▶ Brief
Search the data for "filter" and copy every matching line.

___ Records shown

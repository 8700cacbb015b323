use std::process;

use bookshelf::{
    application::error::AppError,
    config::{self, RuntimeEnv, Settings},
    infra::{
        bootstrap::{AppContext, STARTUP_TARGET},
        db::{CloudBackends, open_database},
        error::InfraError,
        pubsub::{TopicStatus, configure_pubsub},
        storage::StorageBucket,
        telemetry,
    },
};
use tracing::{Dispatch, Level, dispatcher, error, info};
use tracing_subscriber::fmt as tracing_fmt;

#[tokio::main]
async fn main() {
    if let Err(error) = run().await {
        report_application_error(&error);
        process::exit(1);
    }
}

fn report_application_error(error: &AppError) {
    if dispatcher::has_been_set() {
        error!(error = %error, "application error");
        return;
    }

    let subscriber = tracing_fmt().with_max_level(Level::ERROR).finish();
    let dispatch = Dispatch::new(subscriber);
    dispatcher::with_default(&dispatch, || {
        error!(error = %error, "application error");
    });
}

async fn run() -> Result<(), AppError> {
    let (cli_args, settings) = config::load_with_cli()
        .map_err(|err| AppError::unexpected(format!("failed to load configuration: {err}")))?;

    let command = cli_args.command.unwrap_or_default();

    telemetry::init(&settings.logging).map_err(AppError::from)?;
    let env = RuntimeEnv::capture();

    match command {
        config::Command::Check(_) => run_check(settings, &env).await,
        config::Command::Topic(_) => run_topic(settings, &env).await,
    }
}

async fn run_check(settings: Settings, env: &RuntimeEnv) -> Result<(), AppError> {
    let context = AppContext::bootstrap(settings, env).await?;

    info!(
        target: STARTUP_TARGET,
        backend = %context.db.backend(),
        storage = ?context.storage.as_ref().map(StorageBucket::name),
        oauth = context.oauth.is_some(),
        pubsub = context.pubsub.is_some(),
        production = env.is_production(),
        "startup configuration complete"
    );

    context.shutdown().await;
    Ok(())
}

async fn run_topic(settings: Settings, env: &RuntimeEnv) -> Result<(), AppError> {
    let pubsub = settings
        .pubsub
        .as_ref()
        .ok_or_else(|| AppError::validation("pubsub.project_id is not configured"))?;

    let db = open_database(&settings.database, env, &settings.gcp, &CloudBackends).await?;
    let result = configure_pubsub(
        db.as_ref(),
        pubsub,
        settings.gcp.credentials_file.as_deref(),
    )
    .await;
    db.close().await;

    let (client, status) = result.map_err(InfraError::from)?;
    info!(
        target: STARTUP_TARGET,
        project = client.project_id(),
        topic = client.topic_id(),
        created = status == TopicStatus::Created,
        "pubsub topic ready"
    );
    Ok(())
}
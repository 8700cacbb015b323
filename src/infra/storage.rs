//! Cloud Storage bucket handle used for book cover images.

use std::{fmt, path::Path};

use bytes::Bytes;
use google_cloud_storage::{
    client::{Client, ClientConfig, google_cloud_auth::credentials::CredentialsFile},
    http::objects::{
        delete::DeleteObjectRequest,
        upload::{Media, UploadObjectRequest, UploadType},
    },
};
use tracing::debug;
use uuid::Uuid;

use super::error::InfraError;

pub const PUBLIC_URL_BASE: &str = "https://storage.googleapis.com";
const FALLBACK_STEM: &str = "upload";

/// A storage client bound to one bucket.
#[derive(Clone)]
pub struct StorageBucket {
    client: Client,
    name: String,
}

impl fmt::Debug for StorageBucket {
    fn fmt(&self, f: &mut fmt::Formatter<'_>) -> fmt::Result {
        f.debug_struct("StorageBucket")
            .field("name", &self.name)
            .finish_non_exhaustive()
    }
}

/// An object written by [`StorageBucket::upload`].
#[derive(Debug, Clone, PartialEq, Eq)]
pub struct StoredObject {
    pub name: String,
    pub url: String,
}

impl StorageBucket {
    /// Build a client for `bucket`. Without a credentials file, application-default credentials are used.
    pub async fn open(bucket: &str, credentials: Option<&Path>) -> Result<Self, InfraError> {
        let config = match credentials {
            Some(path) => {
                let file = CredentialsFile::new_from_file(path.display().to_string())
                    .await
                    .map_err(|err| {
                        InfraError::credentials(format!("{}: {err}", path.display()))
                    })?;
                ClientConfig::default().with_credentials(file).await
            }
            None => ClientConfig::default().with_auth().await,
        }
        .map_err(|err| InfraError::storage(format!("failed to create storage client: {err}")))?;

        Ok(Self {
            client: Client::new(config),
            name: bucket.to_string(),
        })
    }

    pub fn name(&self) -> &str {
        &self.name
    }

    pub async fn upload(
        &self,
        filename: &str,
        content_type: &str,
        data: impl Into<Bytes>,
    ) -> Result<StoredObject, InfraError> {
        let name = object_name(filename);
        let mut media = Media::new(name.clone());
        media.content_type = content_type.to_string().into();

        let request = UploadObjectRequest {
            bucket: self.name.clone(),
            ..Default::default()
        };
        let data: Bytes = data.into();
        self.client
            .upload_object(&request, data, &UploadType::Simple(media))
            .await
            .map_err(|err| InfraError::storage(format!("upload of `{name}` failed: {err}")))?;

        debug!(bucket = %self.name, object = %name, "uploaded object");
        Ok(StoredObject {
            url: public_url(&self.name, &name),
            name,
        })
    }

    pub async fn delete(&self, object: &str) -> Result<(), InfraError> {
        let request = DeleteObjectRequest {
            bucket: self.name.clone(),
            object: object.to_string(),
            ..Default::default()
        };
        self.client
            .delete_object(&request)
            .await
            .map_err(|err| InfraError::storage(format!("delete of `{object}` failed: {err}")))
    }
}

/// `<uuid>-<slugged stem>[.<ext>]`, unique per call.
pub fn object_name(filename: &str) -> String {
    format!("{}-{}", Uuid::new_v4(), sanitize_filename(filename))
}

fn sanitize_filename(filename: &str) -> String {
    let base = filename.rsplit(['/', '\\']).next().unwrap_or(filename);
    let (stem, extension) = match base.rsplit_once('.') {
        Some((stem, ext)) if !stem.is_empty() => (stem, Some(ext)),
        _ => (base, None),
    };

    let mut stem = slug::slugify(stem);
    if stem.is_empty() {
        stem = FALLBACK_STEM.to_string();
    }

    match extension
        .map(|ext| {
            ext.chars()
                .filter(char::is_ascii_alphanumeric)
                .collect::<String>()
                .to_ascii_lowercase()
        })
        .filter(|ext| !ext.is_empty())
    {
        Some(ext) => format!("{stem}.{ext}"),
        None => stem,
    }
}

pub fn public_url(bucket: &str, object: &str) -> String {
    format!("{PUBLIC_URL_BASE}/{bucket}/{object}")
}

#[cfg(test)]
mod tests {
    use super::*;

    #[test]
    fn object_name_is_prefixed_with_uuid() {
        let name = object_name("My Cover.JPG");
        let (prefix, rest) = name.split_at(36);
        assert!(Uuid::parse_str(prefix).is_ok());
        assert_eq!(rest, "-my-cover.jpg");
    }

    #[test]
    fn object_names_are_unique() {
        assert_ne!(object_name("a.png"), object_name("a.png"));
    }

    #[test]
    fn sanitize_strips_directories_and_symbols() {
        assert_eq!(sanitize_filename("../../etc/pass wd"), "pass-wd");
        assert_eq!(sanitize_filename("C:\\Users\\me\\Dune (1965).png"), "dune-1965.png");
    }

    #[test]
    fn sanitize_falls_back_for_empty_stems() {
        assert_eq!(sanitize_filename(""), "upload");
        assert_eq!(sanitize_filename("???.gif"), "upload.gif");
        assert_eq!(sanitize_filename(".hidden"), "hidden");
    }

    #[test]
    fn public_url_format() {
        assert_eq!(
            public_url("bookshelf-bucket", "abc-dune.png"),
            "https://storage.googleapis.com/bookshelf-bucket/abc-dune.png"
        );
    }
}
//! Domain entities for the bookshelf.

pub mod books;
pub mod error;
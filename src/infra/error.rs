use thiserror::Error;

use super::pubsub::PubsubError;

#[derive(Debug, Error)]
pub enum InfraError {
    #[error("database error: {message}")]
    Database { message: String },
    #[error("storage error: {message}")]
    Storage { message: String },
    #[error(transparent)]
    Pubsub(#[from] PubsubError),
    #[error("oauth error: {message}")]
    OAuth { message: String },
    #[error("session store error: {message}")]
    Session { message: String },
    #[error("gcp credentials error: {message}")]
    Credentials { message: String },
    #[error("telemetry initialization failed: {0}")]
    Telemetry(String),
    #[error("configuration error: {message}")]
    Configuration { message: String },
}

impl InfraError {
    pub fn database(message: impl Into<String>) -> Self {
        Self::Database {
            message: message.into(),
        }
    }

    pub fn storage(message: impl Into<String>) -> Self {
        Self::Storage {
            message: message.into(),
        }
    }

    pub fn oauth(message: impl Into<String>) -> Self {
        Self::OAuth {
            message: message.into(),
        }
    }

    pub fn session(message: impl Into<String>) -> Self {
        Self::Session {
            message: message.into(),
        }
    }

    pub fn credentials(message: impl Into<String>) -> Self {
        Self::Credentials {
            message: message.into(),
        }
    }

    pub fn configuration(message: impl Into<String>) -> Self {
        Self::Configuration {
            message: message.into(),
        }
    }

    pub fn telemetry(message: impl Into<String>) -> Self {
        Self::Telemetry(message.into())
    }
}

______

▶ Answer to the exercise
                .filter(char::is_ascii_alphanumeric)
        .filter(|ext| !ext.is_empty())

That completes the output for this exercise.